Java Database Connectivity Connector (JDBC Connector)
Definition - What does Java Database Connectivity Connector (JDBC Connector) mean?
A Java Database Connectivity (JDBC) connector is an application programming interface (API) for Java, which helps to plug in any driver using JDBC technology. A JDBC connector makes it unnecessary to change the driver code to plug-and-play with Java applications.
Techopedia explains Java Database Connectivity Connector (JDBC Connector)
A JDBC connector provides a way to establish connections with a database. It has the following characteristics:
- A collection of classes and interfaces for Java, written in the Java programming language
- An aid for writing database applications since it provides a standard API for database programmers
- A mechanism through which Java applications can talk to a wide range of databases
- A program which allows a programmer to write a single program once using the JDBC API, and then run it on any platform with the combination of Java and JDBC
- A way to easily send SQL statements to any relational database
- A low level interface using JDBC SQL commands (These commands can be invoked directly because JDBC is designed to be a base to build higher level interfaces and tools. JDBC also aids in establishing a connection with the databases and facilitates sending SQL statements and processing the result.)
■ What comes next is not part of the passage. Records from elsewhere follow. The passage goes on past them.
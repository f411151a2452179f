// src/cli/commands.rs
use crate::application::{Dialog, GalleryController, MemoApi, Outcome};
use crate::cli::args::{Command, FieldArgs};
use crate::constants::*;
use crate::domain::{DomainError, Memo};
use crate::infrastructure::{Config, FormField, HtmlDocument, HttpMemoClient, PageWriter, TerminalDialog};
use anyhow::{anyhow, bail, Context, Result};
use std::path::Path;
use tracing::{debug, info};

pub async fn execute(config: Config, command: Command) -> Result<()> {
    let client = HttpMemoClient::new(&config.server.base_url)?;
    info!(base_url = %client.base_url(), "Using memo service");
    let document = HtmlDocument::new(config.page.title.clone());

    let assume_yes = matches!(command, Command::Delete { yes: true, .. });
    let mut controller = GalleryController::new(client, document, TerminalDialog::stdio(assume_yes));

    match command {
        Command::Gallery { output } => {
            expect_completed(controller.load_and_render_all().await, "Loading memos")?;
            publish(&controller, output.as_deref())
        }
        Command::List { search } => {
            let memos = controller.api_mut().list().await?;
            for memo in filter_by_title(memos, search.as_deref()) {
                println!("{}\t{}", memo.id, memo.title);
            }
            Ok(())
        }
        Command::View {
            memo_id,
            json: true,
            ..
        } => {
            let memo = controller.api_mut().get(memo_id).await?;
            println!(
                "{}",
                serde_json::to_string_pretty(&memo).context("Failed to serialize memo to JSON")?
            );
            Ok(())
        }
        Command::View {
            memo_id, output, ..
        } => {
            expect_completed(controller.load_and_render_all().await, "Loading memos")?;
            click(&mut controller, CARD_EDIT_MARKER, Some(memo_id)).await?;
            publish(&controller, output.as_deref())
        }
        Command::Zoom { memo_id, output } => {
            expect_completed(controller.load_and_render_all().await, "Loading memos")?;
            click(&mut controller, CARD_IMAGE_MARKER, Some(memo_id)).await?;
            publish(&controller, output.as_deref())
        }
        Command::Add { fields } => {
            let before = controller.page().card_ids();
            click(&mut controller, ADD_BUTTON_MARKER, None).await?;
            fill_form(controller.page_mut(), &fields);
            click(&mut controller, SAVE_BUTTON_MARKER, None).await?;

            let created = controller
                .page()
                .card_ids()
                .into_iter()
                .find(|id| !before.contains(id))
                .ok_or_else(|| anyhow!("Created memo did not appear in the gallery"))?;
            println!("Created memo {}", created);
            Ok(())
        }
        Command::Edit { memo_id, fields } => {
            expect_completed(controller.load_and_render_all().await, "Loading memos")?;
            click(&mut controller, CARD_EDIT_MARKER, Some(memo_id)).await?;
            fill_form(controller.page_mut(), &fields);
            click(&mut controller, SAVE_BUTTON_MARKER, None).await?;
            println!("Updated memo {}", memo_id);
            Ok(())
        }
        Command::Delete { memo_id, .. } => {
            expect_completed(controller.load_and_render_all().await, "Loading memos")?;
            match click(&mut controller, CARD_DELETE_MARKER, Some(memo_id)).await? {
                Outcome::Cancelled => println!("Kept memo {}", memo_id),
                _ => println!("Deleted memo {}", memo_id),
            }
            Ok(())
        }
    }
}

/// Click the element carrying `marker` and run whatever the router picks.
///
/// A failed action has already been reported by the dialog.
pub async fn click<A: MemoApi, D: Dialog>(
    controller: &mut GalleryController<A, HtmlDocument, D>,
    marker: &str,
    card_id: Option<i64>,
) -> Result<Outcome> {
    let mut event = controller.page().click(marker, card_id).ok_or_else(|| match card_id {
        Some(id) => anyhow::Error::from(DomainError::CardNotFound(id)),
        None => anyhow!("Nothing on the page carries {}", marker),
    })?;

    let outcome = controller
        .handle_click(&mut event)
        .await
        .ok_or_else(|| anyhow!("Click on {} was not handled", marker))?;
    debug!(marker, ?outcome, prevented = event.is_default_prevented(), "Click handled");

    if outcome == Outcome::Failed {
        bail!("Action on {} failed", marker);
    }
    Ok(outcome)
}

/// Type the given values into the open form.
pub fn fill_form(document: &mut HtmlDocument, fields: &FieldArgs) {
    let typed = [
        (FormField::Title, &fields.title),
        (FormField::Description, &fields.description),
        (FormField::Tags, &fields.tags),
        (FormField::Image, &fields.image),
    ];
    for (field, value) in typed {
        if let Some(value) = value {
            document.fill(field, value.clone());
        }
    }
}

/// Case-insensitive title filter; `None` keeps every memo.
pub fn filter_by_title(memos: Vec<Memo>, search: Option<&str>) -> Vec<Memo> {
    match search {
        None => memos,
        Some(query) => {
            let query = query.to_lowercase();
            memos
                .into_iter()
                .filter(|memo| memo.title.to_lowercase().contains(&query))
                .collect()
        }
    }
}

fn expect_completed(outcome: Outcome, what: &str) -> Result<()> {
    match outcome {
        Outcome::Failed => bail!("{} failed", what),
        _ => Ok(()),
    }
}

fn publish<A: MemoApi, D: Dialog>(
    controller: &GalleryController<A, HtmlDocument, D>,
    output: Option<&Path>,
) -> Result<()> {
    let mut writer = PageWriter::new();
    let path = writer.publish(&controller.page().render(), output)?;
    info!(?path, "Page published");
    Ok(())
}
Currently, the open database connectivity (ODBC) API is the most widely-used interface to access relational databases, because it provides the flexibility to connect to any database in any platform. However, it has its own disadvantages as well. There are four important reasons to use JDBC over the ODBC API:
- ODBC uses a C interface and requires calls to native C code from Java. This has many drawbacks such as in implementation, security and automatic portability of the application.
- Translation of the ODBC C API into the Java API is not feasible because Java has no pointers and ODBC is rich in pointers.
- JDBC is simple to use and offers simple solutions to queries, unlike ODBC, which requires drivers to be installed manually on each client machine.
- JDBC adapts the style and virtues of Java.